Anasayfa İncelemelerFilm İncelemeleri Milk: Bir Annenin Yas Süreci

Milk: Bir Annenin Yas Süreci

Yazar: Elif Betül Yaşar

Milk: Bir Annenin Yas Süreci

27. Uçan Süpürge Uluslararası Kadın Filmleri Festivali‘nin ikinci gününde izlediğim Milk, festivalde izlediğim ilk film oldu ve festivale dair ilk izlenimlerimi almış oldum. Stefanie Kolk imzalı Milk, Stefanie’nin ilk uzun metrajlı filmi, yapımcılığını Lemming Film üstlenmiş ve başrolünde Frieda Barnhard yer alıyor. Hollanda yapımı olan film öte yandan Hollandalıların soğuk ve kayıtsız tavırlarını da gözler önüne seriyor.

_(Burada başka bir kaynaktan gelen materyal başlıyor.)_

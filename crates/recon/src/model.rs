use serde::{Deserialize, Serialize};

use crate::error::RowValidationError;

/// Spreadsheet row number (header = 1, first data row = 2).
pub type RowNumber = u32;

/// Catalog product identifier.
pub type ProductId = i64;

// ---------------------------------------------------------------------------
// Input grid
// ---------------------------------------------------------------------------

/// One data row as produced by the spreadsheet decoder.
#[derive(Debug, Clone, PartialEq, Eq, Serialize, Deserialize)]
pub struct RawRow {
    pub row: RowNumber,
    pub cells: Vec<String>,
}

impl RawRow {
    pub fn new(row: RowNumber, cells: Vec<String>) -> Self {
        Self { row, cells }
    }

    /// Cell at `idx`, or `""` for ragged rows shorter than the header.
    pub fn cell(&self, idx: usize) -> &str {
        self.cells.get(idx).map(|s| s.as_str()).unwrap_or("")
    }
}

/// Header row plus data rows of the first sheet.
#[derive(Debug, Clone, Default, PartialEq, Eq, Serialize, Deserialize)]
pub struct Grid {
    pub headers: Vec<String>,
    pub rows: Vec<RawRow>,
}

impl Grid {
    pub fn new(headers: Vec<String>, rows: Vec<RawRow>) -> Self {
        Self { headers, rows }
    }

    /// Build a grid from literal rows; the first row is the header.
    /// Data rows are numbered from 2, matching spreadsheet row numbers.
    pub fn from_rows(rows: &[&[&str]]) -> Self {
        let mut iter = rows.iter();
        let headers = iter
            .next()
            .map(|h| h.iter().map(|c| c.trim().to_string()).collect())
            .unwrap_or_default();
        let rows = iter
            .enumerate()
            .map(|(i, cells)| {
                RawRow::new(
                    i as RowNumber + 2,
                    cells.iter().map(|c| c.trim().to_string()).collect(),
                )
            })
            .collect();
        Self { headers, rows }
    }
}

// ---------------------------------------------------------------------------
// Column mapping
// ---------------------------------------------------------------------------

/// Canonical fields a spreadsheet column can be mapped onto.
#[derive(Debug, Clone, Copy, PartialEq, Eq, Hash, Serialize, Deserialize)]
#[serde(rename_all = "snake_case")]
pub enum Field {
    Name,
    Purchase,
    Sale,
    Group,
}

impl Field {
    /// Claim order used by the mapper.
    pub const ALL: [Field; 4] = [Field::Name, Field::Purchase, Field::Sale, Field::Group];
}

impl std::fmt::Display for Field {
    fn fmt(&self, f: &mut std::fmt::Formatter<'_>) -> std::fmt::Result {
        match self {
            Self::Name => write!(f, "name"),
            Self::Purchase => write!(f, "purchase"),
            Self::Sale => write!(f, "sale"),
            Self::Group => write!(f, "group"),
        }
    }
}

/// Header names selected for each canonical field.
#[derive(Debug, Clone, Default, PartialEq, Eq, Serialize, Deserialize)]
#[serde(rename_all = "camelCase", default)]
pub struct ColumnMapping {
    #[serde(skip_serializing_if = "Option::is_none")]
    pub name_col: Option<String>,
    #[serde(skip_serializing_if = "Option::is_none")]
    pub purchase_col: Option<String>,
    #[serde(skip_serializing_if = "Option::is_none")]
    pub sale_col: Option<String>,
    #[serde(skip_serializing_if = "Option::is_none")]
    pub group_col: Option<String>,
}

impl ColumnMapping {
    pub fn get(&self, field: Field) -> Option<&str> {
        match field {
            Field::Name => self.name_col.as_deref(),
            Field::Purchase => self.purchase_col.as_deref(),
            Field::Sale => self.sale_col.as_deref(),
            Field::Group => self.group_col.as_deref(),
        }
    }

    pub fn set(&mut self, field: Field, header: Option<String>) {
        let header = header.filter(|h| !h.trim().is_empty());
        match field {
            Field::Name => self.name_col = header,
            Field::Purchase => self.purchase_col = header,
            Field::Sale => self.sale_col = header,
            Field::Group => self.group_col = header,
        }
    }

    /// Usable once the name column and at least one price column are set.
    pub fn is_complete(&self) -> bool {
        self.name_col.is_some() && (self.purchase_col.is_some() || self.sale_col.is_some())
    }

    /// Apply operator overrides on top of this mapping; set fields win.
    pub fn overlay(mut self, overrides: &ColumnMapping) -> ColumnMapping {
        for field in Field::ALL {
            if let Some(header) = overrides.get(field) {
                self.set(field, Some(header.to_string()));
            }
        }
        self
    }
}

/// Column indexes resolved from a [`ColumnMapping`] against a header row.
#[derive(Debug, Clone, Copy, PartialEq, Eq)]
pub struct ResolvedColumns {
    pub name: usize,
    pub purchase: Option<usize>,
    pub sale: Option<usize>,
    pub group: Option<usize>,
}

// ---------------------------------------------------------------------------
// Candidate records
// ---------------------------------------------------------------------------

/// A normalized, not-yet-classified spreadsheet row.
#[derive(Debug, Clone, PartialEq, Eq)]
pub struct CandidateRecord {
    pub row: RowNumber,
    pub name: String,
    pub purchase_cents: Option<i64>,
    pub sale_cents: Option<i64>,
    pub group_name: Option<String>,
    pub validation_error: Option<RowValidationError>,
}

impl CandidateRecord {
    pub fn is_valid(&self) -> bool {
        self.validation_error.is_none()
    }
}

// ---------------------------------------------------------------------------
// Catalog
// ---------------------------------------------------------------------------

#[derive(Debug, Clone, PartialEq, Eq, Serialize, Deserialize)]
#[serde(rename_all = "camelCase")]
pub struct CatalogProduct {
    pub id: ProductId,
    pub name: String,
    pub purchase_cents: i64,
    pub sale_cents: i64,
    #[serde(skip_serializing_if = "Option::is_none")]
    pub group_id: Option<i64>,
    #[serde(default = "default_active")]
    pub active: bool,
}

fn default_active() -> bool {
    true
}

#[derive(Debug, Clone, PartialEq, Eq, Serialize, Deserialize)]
pub struct ProductGroup {
    pub id: i64,
    pub name: String,
}

/// Product to be inserted by the commit executor.
#[derive(Debug, Clone, PartialEq, Eq)]
pub struct NewProduct {
    pub name: String,
    pub purchase_cents: i64,
    pub sale_cents: i64,
    /// Attached to the group of this name, created if missing.
    pub group_name: Option<String>,
}

/// Price overwrite; `None` leaves the stored value untouched.
#[derive(Debug, Clone, Copy, Default, PartialEq, Eq)]
pub struct PriceUpdate {
    pub purchase_cents: Option<i64>,
    pub sale_cents: Option<i64>,
}

// ---------------------------------------------------------------------------
// Classification
// ---------------------------------------------------------------------------

#[derive(Debug, Clone, Copy, PartialEq, Eq, Hash, Serialize, Deserialize)]
#[serde(rename_all = "SCREAMING_SNAKE_CASE")]
pub enum MatchStatus {
    New,
    Match,
    NoChange,
    Unmatched,
}

impl std::fmt::Display for MatchStatus {
    fn fmt(&self, f: &mut std::fmt::Formatter<'_>) -> std::fmt::Result {
        match self {
            Self::New => write!(f, "NEW"),
            Self::Match => write!(f, "MATCH"),
            Self::NoChange => write!(f, "NO_CHANGE"),
            Self::Unmatched => write!(f, "UNMATCHED"),
        }
    }
}

/// Classification of one candidate record. Carries the candidate's values so
/// a preview table can be rendered from the result alone.
#[derive(Debug, Clone, PartialEq, Serialize, Deserialize)]
#[serde(rename_all = "camelCase")]
pub struct MatchResult {
    pub row: RowNumber,
    pub status: MatchStatus,
    pub name: String,
    #[serde(skip_serializing_if = "Option::is_none")]
    pub purchase_cents: Option<i64>,
    #[serde(skip_serializing_if = "Option::is_none")]
    pub sale_cents: Option<i64>,
    #[serde(skip_serializing_if = "Option::is_none")]
    pub group_name: Option<String>,
    #[serde(skip_serializing_if = "Option::is_none")]
    pub matched_product: Option<CatalogProduct>,
    #[serde(skip_serializing_if = "Option::is_none")]
    pub similarity: Option<f64>,
    #[serde(skip_serializing_if = "Option::is_none")]
    pub suggested_product: Option<CatalogProduct>,
    #[serde(skip_serializing_if = "Option::is_none")]
    pub suggested_similarity: Option<f64>,
    #[serde(skip_serializing_if = "Option::is_none")]
    pub validation_error: Option<String>,
}

// ---------------------------------------------------------------------------
// Decisions
// ---------------------------------------------------------------------------

#[derive(Debug, Clone, Copy, PartialEq, Eq, Hash, Serialize, Deserialize)]
#[serde(rename_all = "lowercase")]
pub enum Action {
    Create,
    Skip,
    Link,
}

impl std::fmt::Display for Action {
    fn fmt(&self, f: &mut std::fmt::Formatter<'_>) -> std::fmt::Result {
        match self {
            Self::Create => write!(f, "create"),
            Self::Skip => write!(f, "skip"),
            Self::Link => write!(f, "link"),
        }
    }
}

#[derive(Debug, Clone, Copy, PartialEq, Eq, Serialize, Deserialize)]
#[serde(rename_all = "camelCase")]
pub struct Decision {
    pub action: Action,
    #[serde(skip_serializing_if = "Option::is_none")]
    pub link_product_id: Option<ProductId>,
}

impl Decision {
    pub fn create() -> Self {
        Self { action: Action::Create, link_product_id: None }
    }

    pub fn skip() -> Self {
        Self { action: Action::Skip, link_product_id: None }
    }

    pub fn link(id: ProductId) -> Self {
        Self { action: Action::Link, link_product_id: Some(id) }
    }
}

/// Wire form of a decision: `{row, action, linkProductId?}`.
#[derive(Debug, Clone, Copy, PartialEq, Eq, Serialize, Deserialize)]
#[serde(rename_all = "camelCase")]
pub struct DecisionEntry {
    pub row: RowNumber,
    pub action: Action,
    #[serde(default, skip_serializing_if = "Option::is_none")]
    pub link_product_id: Option<ProductId>,
}

// ---------------------------------------------------------------------------
// Commit outcomes + summary
// ---------------------------------------------------------------------------

#[derive(Debug, Clone, Copy, PartialEq, Eq, Hash, Serialize, Deserialize)]
#[serde(rename_all = "snake_case")]
pub enum Outcome {
    Created,
    Updated,
    Unchanged,
    Skipped,
    Error,
}

impl std::fmt::Display for Outcome {
    fn fmt(&self, f: &mut std::fmt::Formatter<'_>) -> std::fmt::Result {
        match self {
            Self::Created => write!(f, "created"),
            Self::Updated => write!(f, "updated"),
            Self::Unchanged => write!(f, "unchanged"),
            Self::Skipped => write!(f, "skipped"),
            Self::Error => write!(f, "error"),
        }
    }
}

/// Terminal outcome of one data row after apply.
#[derive(Debug, Clone, PartialEq, Eq, Serialize, Deserialize)]
#[serde(rename_all = "camelCase")]
pub struct RowOutcome {
    pub row: RowNumber,
    /// Classification at apply time (may differ from the preview).
    pub status: MatchStatus,
    pub outcome: Outcome,
    #[serde(skip_serializing_if = "Option::is_none")]
    pub product_id: Option<ProductId>,
    #[serde(skip_serializing_if = "Option::is_none")]
    pub error: Option<String>,
}

#[derive(Debug, Clone, Copy, Default, PartialEq, Eq, Serialize, Deserialize)]
pub struct ImportSummary {
    pub total: usize,
    pub matched: usize,
    pub unchanged: usize,
    pub created: usize,
    pub updated: usize,
    pub errors: usize,
}

#[derive(Debug, Clone, Default, PartialEq, Eq, Serialize, Deserialize)]
pub struct ApplyOutcome {
    pub summary: ImportSummary,
    pub rows: Vec<RowOutcome>,
}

Konusu: Bebeği ölü doğduktan günler sonra Robin’in (Frieda Barnhard) göğüsleri süt üretmeye başlıyor ve sütü atmak yerine bağışlamaya karar veriyor. Bağış yapacak bir yer arayışı beklediğinden daha zor olduğu için, giderek daha fazla süt dondurucusunu ve hayatını doldurmaya başlıyor. Özellikle bu sürede Robin’in kayıtsız ve karmaşık ruh halini görürken bir yandan da kendinden çıkan sütleri sevişini görüyoruz. Bu noktada sütleri kendi bebeği yerine koymuş olabileceğini düşünüyorum.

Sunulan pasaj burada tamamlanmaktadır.